Bucke first read the poetry of Walt Whitman while he was a general practitioner and became exaggeratedly enthusiastic about Whitman’s qualities as a mystical poet, philosopher, and man. They met in 1877. Their names were to be connected throughout Whitman’s lifetime, and indeed still are in many ways. Bucke found his hero godlike and from this time on they corresponded frequently, with Bucke often visiting the poet in New Jersey and Whitman spending four months with the Buckes in London. Bucke grew a beard like Whitman’s and, in many photographs, can scarcely be distinguished from Whitman. Ultimately Bucke had his friend William Osler undertake the medical care of his friend.

At the London Asylum, Bucke increasingly sought to minimize the use of physical restraint that was so much a part of asylum “care” until well into the nineteenth century in both Europe and North America. At the London institute there were 900 patients, roughly half of them women; on average, about half of the patients, once admitted, stayed in the asylum longer than a decade. By 1882 Bucke had ceased to prescribe alcohol, considered by most a sheet anchor of therapy. Bucke also became a pioneer in his treatment of the mentally ill, in Canada at least, by greatly increasing the freedom of movement for most of his patients, a policy in direct opposition to tradition and convention which kept patients in physical restraint.

Several of Bucke’s books made his name widely known even though superficially they might seem directed to specific audiences. First, he published, in 1879, his psychiatric speculations in a book entitled Man’s Moral Nature. Briefly, his thesis was that moral sense in humans was mediated via the sympathetic nervous system and that this innate moral sense was becoming more common.
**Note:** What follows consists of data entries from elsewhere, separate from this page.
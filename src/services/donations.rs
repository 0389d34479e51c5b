//! Donation intake and queries

use uuid::Uuid;
use validator::Validate;

use crate::{
    error::AppResult,
    models::{
        donation::{CreateDonation, Donation, DonationPage, DonationQuery, DonationStats},
        AuthUser, PageWindow,
    },
    repository::Repository,
};

#[derive(Clone)]
pub struct DonationsService {
    repository: Repository,
}

impl DonationsService {
    pub fn new(repository: Repository) -> Self {
        Self { repository }
    }

    /// Record a new pledge as `pending`, owned by the caller when signed in
    pub async fn create(&self, data: CreateDonation, caller: Option<&AuthUser>) -> AppResult<Donation> {
        data.validate()?;

        let owner = match caller {
            Some(user) => {
                if self.repository.users.ensure_profile(user).await? {
                    Some(user.id)
                } else {
                    tracing::warn!(user_id = %user.id, "No profile for caller, donation stored without owner");
                    None
                }
            }
            None => None,
        };

        let donation = self.repository.donations.create(&data, owner).await?;
        tracing::info!(
            donation_id = donation.id,
            quantity = donation.quantity,
            computer_type = %donation.computer_type,
            "Donation submitted"
        );
        Ok(donation)
    }

    pub async fn list(&self, query: &DonationQuery) -> AppResult<DonationPage> {
        let window = PageWindow::new(query.page, query.limit);
        let (donations, total) = self.repository.donations.list(query, window).await?;
        Ok(DonationPage {
            donations,
            pagination: window.pagination(total),
        })
    }

    pub async fn list_for_user(&self, user_id: Uuid) -> AppResult<Vec<Donation>> {
        self.repository.donations.list_for_user(user_id).await
    }

    pub async fn get(&self, id: i64) -> AppResult<Donation> {
        self.repository.donations.get_by_id(id).await
    }

    pub async fn stats(&self) -> AppResult<DonationStats> {
        self.repository.donations.stats().await
    }
}
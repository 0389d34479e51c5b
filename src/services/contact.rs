//! Contact form inbox

use std::sync::Arc;

use validator::Validate;

use crate::{
    error::{AppError, AppResult},
    models::{
        contact::{ContactMessage, ContactPage, ContactQuery, CreateContactMessage},
        enums::ContactStatus,
        PageWindow,
    },
    repository::Repository,
    services::email::{Notification, Notifier},
};

#[derive(Clone)]
pub struct ContactService {
    repository: Repository,
    notifier: Arc<dyn Notifier>,
    /// Inbox receiving forwarded messages
    inbox: Option<String>,
}

impl ContactService {
    pub fn new(repository: Repository, notifier: Arc<dyn Notifier>, inbox: Option<String>) -> Self {
        Self {
            repository,
            notifier,
            inbox,
        }
    }

    /// Store the message, then forward it to the inbox when one is configured
    pub async fn submit(&self, data: CreateContactMessage) -> AppResult<ContactMessage> {
        data.validate()?;
        let message = self.repository.contact.create(&data).await?;

        match self.inbox.as_deref() {
            Some(inbox) => {
                let notification = Notification::contact_forward(inbox, &data);
                if let Err(e) = self.notifier.send(notification).await {
                    tracing::warn!(message_id = message.id, error = %e, "Contact forward failed");
                }
            }
            None => tracing::warn!(
                message_id = message.id,
                "email.contact_to is not set, contact message not forwarded"
            ),
        }

        Ok(message)
    }

    pub async fn list(&self, query: &ContactQuery) -> AppResult<ContactPage> {
        let window = PageWindow::new(query.page, query.limit);
        let (messages, total) = self.repository.contact.list(query, window).await?;
        Ok(ContactPage {
            messages,
            pagination: window.pagination(total),
        })
    }

    pub async fn set_status(&self, id: i64, status: &str) -> AppResult<ContactMessage> {
        let status: ContactStatus = status.parse().map_err(AppError::InvalidStatus)?;
        self.repository.contact.update_status(id, status).await
    }
}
Though it sold poorly, the book was the first Canadian monograph on psychiatry. In 1883 he followed this work with his authorized biography of Whitman, someone who, he believed, showed to a marked degree the moral sense he referred to in Man’s Moral Nature.

But most important in attempting to understand Bucke’s continued worldwide influence nearly a century after his death is his last and major opus, Cosmic Consciousness. Published in 1901 and still in print today, this has become a classic of mysticism. This volume was the logical sequel to his earlier books. In it Bucke posited a third type of consciousness among humans. There is, first, the simple consciousness of existence and, second, a higher level of self-consciousness. Bucke added a third and profoundly higher level, “cosmic consciousness,” which he believed to have been attained by only a few dozen individuals by 1901. These include Jesus, Buddha, Mohammed, Dante, Whitman, Francis Bacon, Blake, as well as Bucke himself. He believed that the occurrence of this special form of consciousness was increasing and attainable, eventually, by all. Whether this may turn out to be the case, only the future can tell.

Just a few months after Cosmic Consciousness appeared, Bucke fell on an icy porch, fractured his skull, and died. He had been well appreciated by his professional colleagues, who saw him elected a charter member of the Royal Society of Canada, president of national and international societies, as well as a distinguished professor at Western University in London, now the University of Western Ontario.